A good matter management reporting implementation will be flexible, responsive, logical, and user-friendly. The tools most often employed to retrieve and display data from a matter management system are Business Objects (or Crystal Reports), Microsoft Access, Cognos, and Microstrategy. Most of these are Business Intelligence platforms (MS Access is not). Using these tools, a skilled designer creates a metadata layer that interprets complex data for use by end users and report writers (metadata means 'data about data').

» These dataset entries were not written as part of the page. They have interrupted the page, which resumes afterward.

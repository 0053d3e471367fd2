//! Global parameter management
//!
//! Centralized singleton for the playback core's tunable parameters.
//! Read-frequently, write-rarely access pattern using RwLock.
//!
//! All timing parameters are stored in a single `GlobalParams` struct,
//! accessible via the `PARAMS` static singleton. Writes happen at startup
//! (config overrides) and in tests; reads happen on the hot control paths.

use once_cell::sync::Lazy;
use std::sync::RwLock;

/// Global parameters singleton
pub static PARAMS: Lazy<GlobalParams> = Lazy::new(GlobalParams::default);

/// Global parameter storage
///
/// All parameters stored with RwLock for thread-safe access.
/// Readers don't block each other (shared read lock).
pub struct GlobalParams {
    /// Crossfade duration between decks
    ///
    /// Default: 6000 ms
    pub crossfade_ms: RwLock<u64>,

    /// Minimum crossfade duration the sidecar accepts; shorter requests are
    /// clamped up to this value
    ///
    /// Default: 6000 ms
    pub min_crossfade_ms: RwLock<u64>,

    /// How long before the natural end of a song the sidecar announces
    /// `approaching_end`
    ///
    /// Default: 3000 ms
    pub crossfade_buffer_ms: RwLock<u64>,

    /// Idle time alone in a voice channel before the bot disconnects
    ///
    /// Default: 60000 ms
    pub disconnect_timeout_ms: RwLock<u64>,

    /// Debounce window for voice-membership reconciliation after a join
    ///
    /// Default: 5000 ms
    pub reconcile_window_ms: RwLock<u64>,

    /// Minimum gap between two mixer process starts for the same guild
    ///
    /// Default: 5000 ms
    pub restart_cooldown_ms: RwLock<u64>,

    /// Elapsed playback below this threshold is not credited to listener
    /// statistics
    ///
    /// Default: 30000 ms
    pub min_song_play_time_ms: RwLock<u64>,

    /// Delay after a song starts before the next song is preloaded onto the
    /// idle deck
    ///
    /// Default: 5000 ms
    pub preload_delay_ms: RwLock<u64>,

    /// Minimum gap between two skip attempts (guards against millisecond
    /// scale duplicate triggers, separate from the barrier throttle)
    ///
    /// Default: 250 ms
    pub skip_throttle_ms: RwLock<u64>,

    /// Minimum gap between completed barrier operations; earlier submissions
    /// are rejected synchronously
    ///
    /// Default: 2000 ms
    pub barrier_min_throttle_ms: RwLock<u64>,

    /// Timeout around a single barrier operation body
    ///
    /// Default: 15000 ms
    pub barrier_timeout_ms: RwLock<u64>,

    /// Default timeout for a single sidecar command
    ///
    /// Default: 10000 ms
    pub cmd_timeout_ms: RwLock<u64>,

    /// Upper bound on waiting for `buffer_ready` during a cold-load skip
    ///
    /// Default: 8000 ms
    pub buffer_wait_ms: RwLock<u64>,

    /// Poll period while waiting for `buffer_ready`
    ///
    /// Default: 50 ms
    pub buffer_poll_ms: RwLock<u64>,

    /// Hard expiry on the per-guild skip lock so a crashed holder cannot
    /// wedge the session
    ///
    /// Default: 30000 ms
    pub skip_lock_expiry_ms: RwLock<u64>,

    /// Gap between the initial `load` and the first `play` so the sidecar can
    /// buffer the first chunk
    ///
    /// Default: 150 ms
    pub initial_play_gap_ms: RwLock<u64>,

    /// Maximum number of songs a guild queue may hold
    ///
    /// Default: 1000
    pub max_queue_size: RwLock<usize>,

    /// Maximum songs kept in per-guild history
    ///
    /// Default: 50
    pub history_limit: RwLock<usize>,

    /// Mixer crash recovery attempts before scheduling a disconnect
    ///
    /// Default: 2
    pub crash_recovery_max_attempts: RwLock<u32>,

    /// Stream-error strikes on one URL before it is marked unplayable
    ///
    /// Default: 3
    pub stream_error_strike_limit: RwLock<u32>,
}

impl Default for GlobalParams {
    fn default() -> Self {
        Self {
            crossfade_ms: RwLock::new(6_000),
            min_crossfade_ms: RwLock::new(6_000),
            crossfade_buffer_ms: RwLock::new(3_000),
            disconnect_timeout_ms: RwLock::new(60_000),
            reconcile_window_ms: RwLock::new(5_000),
            restart_cooldown_ms: RwLock::new(5_000),
            min_song_play_time_ms: RwLock::new(30_000),
            preload_delay_ms: RwLock::new(5_000),
            skip_throttle_ms: RwLock::new(250),
            barrier_min_throttle_ms: RwLock::new(2_000),
            barrier_timeout_ms: RwLock::new(15_000),
            cmd_timeout_ms: RwLock::new(10_000),
            buffer_wait_ms: RwLock::new(8_000),
            buffer_poll_ms: RwLock::new(50),
            skip_lock_expiry_ms: RwLock::new(30_000),
            initial_play_gap_ms: RwLock::new(150),
            max_queue_size: RwLock::new(1_000),
            history_limit: RwLock::new(50),
            crash_recovery_max_attempts: RwLock::new(2),
            stream_error_strike_limit: RwLock::new(3),
        }
    }
}

/// Convenience accessors for the hot control paths
pub mod get {
    use super::PARAMS;
    use std::time::Duration;

    pub fn crossfade() -> Duration {
        Duration::from_millis(*PARAMS.crossfade_ms.read().expect("params lock"))
    }

    pub fn preload_delay() -> Duration {
        Duration::from_millis(*PARAMS.preload_delay_ms.read().expect("params lock"))
    }

    pub fn skip_throttle() -> Duration {
        Duration::from_millis(*PARAMS.skip_throttle_ms.read().expect("params lock"))
    }

    pub fn barrier_min_throttle() -> Duration {
        Duration::from_millis(*PARAMS.barrier_min_throttle_ms.read().expect("params lock"))
    }

    pub fn barrier_timeout() -> Duration {
        Duration::from_millis(*PARAMS.barrier_timeout_ms.read().expect("params lock"))
    }

    pub fn cmd_timeout() -> Duration {
        Duration::from_millis(*PARAMS.cmd_timeout_ms.read().expect("params lock"))
    }

    pub fn buffer_wait() -> Duration {
        Duration::from_millis(*PARAMS.buffer_wait_ms.read().expect("params lock"))
    }

    pub fn buffer_poll() -> Duration {
        Duration::from_millis(*PARAMS.buffer_poll_ms.read().expect("params lock"))
    }

    pub fn skip_lock_expiry() -> Duration {
        Duration::from_millis(*PARAMS.skip_lock_expiry_ms.read().expect("params lock"))
    }

    pub fn restart_cooldown() -> Duration {
        Duration::from_millis(*PARAMS.restart_cooldown_ms.read().expect("params lock"))
    }

    pub fn initial_play_gap() -> Duration {
        Duration::from_millis(*PARAMS.initial_play_gap_ms.read().expect("params lock"))
    }

    pub fn disconnect_timeout() -> Duration {
        Duration::from_millis(*PARAMS.disconnect_timeout_ms.read().expect("params lock"))
    }

    pub fn reconcile_window() -> Duration {
        Duration::from_millis(*PARAMS.reconcile_window_ms.read().expect("params lock"))
    }

    pub fn min_song_play_time_ms() -> u64 {
        *PARAMS.min_song_play_time_ms.read().expect("params lock")
    }

    pub fn crossfade_ms() -> u64 {
        *PARAMS.crossfade_ms.read().expect("params lock")
    }

    pub fn min_crossfade_ms() -> u64 {
        *PARAMS.min_crossfade_ms.read().expect("params lock")
    }

    pub fn max_queue_size() -> usize {
        *PARAMS.max_queue_size.read().expect("params lock")
    }

    pub fn history_limit() -> usize {
        *PARAMS.history_limit.read().expect("params lock")
    }

    pub fn crash_recovery_max_attempts() -> u32 {
        *PARAMS.crash_recovery_max_attempts.read().expect("params lock")
    }

    pub fn stream_error_strike_limit() -> u32 {
        *PARAMS.stream_error_strike_limit.read().expect("params lock")
    }
}

#[cfg(test)]
mod tests {
    use super::*;

    #[test]
    fn test_defaults() {
        let p = GlobalParams::default();
        assert_eq!(*p.crossfade_ms.read().unwrap(), 6_000);
        assert_eq!(*p.barrier_min_throttle_ms.read().unwrap(), 2_000);
        assert_eq!(*p.max_queue_size.read().unwrap(), 1_000);
        assert_eq!(*p.crash_recovery_max_attempts.read().unwrap(), 2);
    }
}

In Business Objects, the metadata layer is called a "Universe". Sound universe design is the heart of a successful reporting effort. Poorly designed universes will result in several significant problems, including:


Inaccurate reports
Performance problems (with Reporting, the application and/or the database server)
User dissatisfaction (with usability, results, etc.)
Proper universe design will incorporate the following practices and features:
Custom universes and objects, built to address customer reporting needs.
Consistent, logical universe layout
Clear and friendly naming conventions.
Multiple universes, built around clusters of related data.
Logical, consistent points of interface between universes.
Efficient database joins
In a Business Objects universe design, multiple universes should be created, according to the complexity of the data and business processes involved. The separation of data into multiple universes improves the usability and performance of the reporting environment. Usability is enhanced as the reporting interface presents fewer choices, with more obvious correlations and interactions between fields, so that a report writer can create more accurate reports more quickly. Performance is enhanced as database communications are simplified and streamlined. A matter management reporting environment will use a Matter (Case) universe to anchor the rest of the data. A Finance universe contains everything about invoices and budgets. The Finance universe can be linked to Matters when a more complex report requires details from both universes. A Contacts universe presents all of the details in the "rolodex", encompassing all of the people and companies that are involved in any way with a legal matter in the system. Other universes will link to it whenever additional contact details are required. A Timekeeping universe will present timesheet data and have links to the Matters and Contacts universes. Other universes may be necessary, depending upon the business processes that are part a firm's Matter Management system. These may include an Intellectual Property universe, a Discovery universe, a Risk Management universe, and others.

Once the universes are in place, reports are created through the collaborative efforts of business experts, analysts and report writers. Specialty consultants are a superior resource during this step because they can fill the latter two roles, while conversing fluently with the business experts to maximize reporting results and minimize delivery time.

Summary
A strong reporting implementation is vital to the overall success of any Matter Management system, in many cases driving the benefits that provide the ROI for the entire project. Experienced specialists can contribute dramatically to the success of the effort. The reporting design should be flexible enough to accommodate its ongoing success, as active users will constantly develop new questions for their reports to answer. Good reporting will improve the user experience and management utility of the system, raising both data quality and participation among the user population.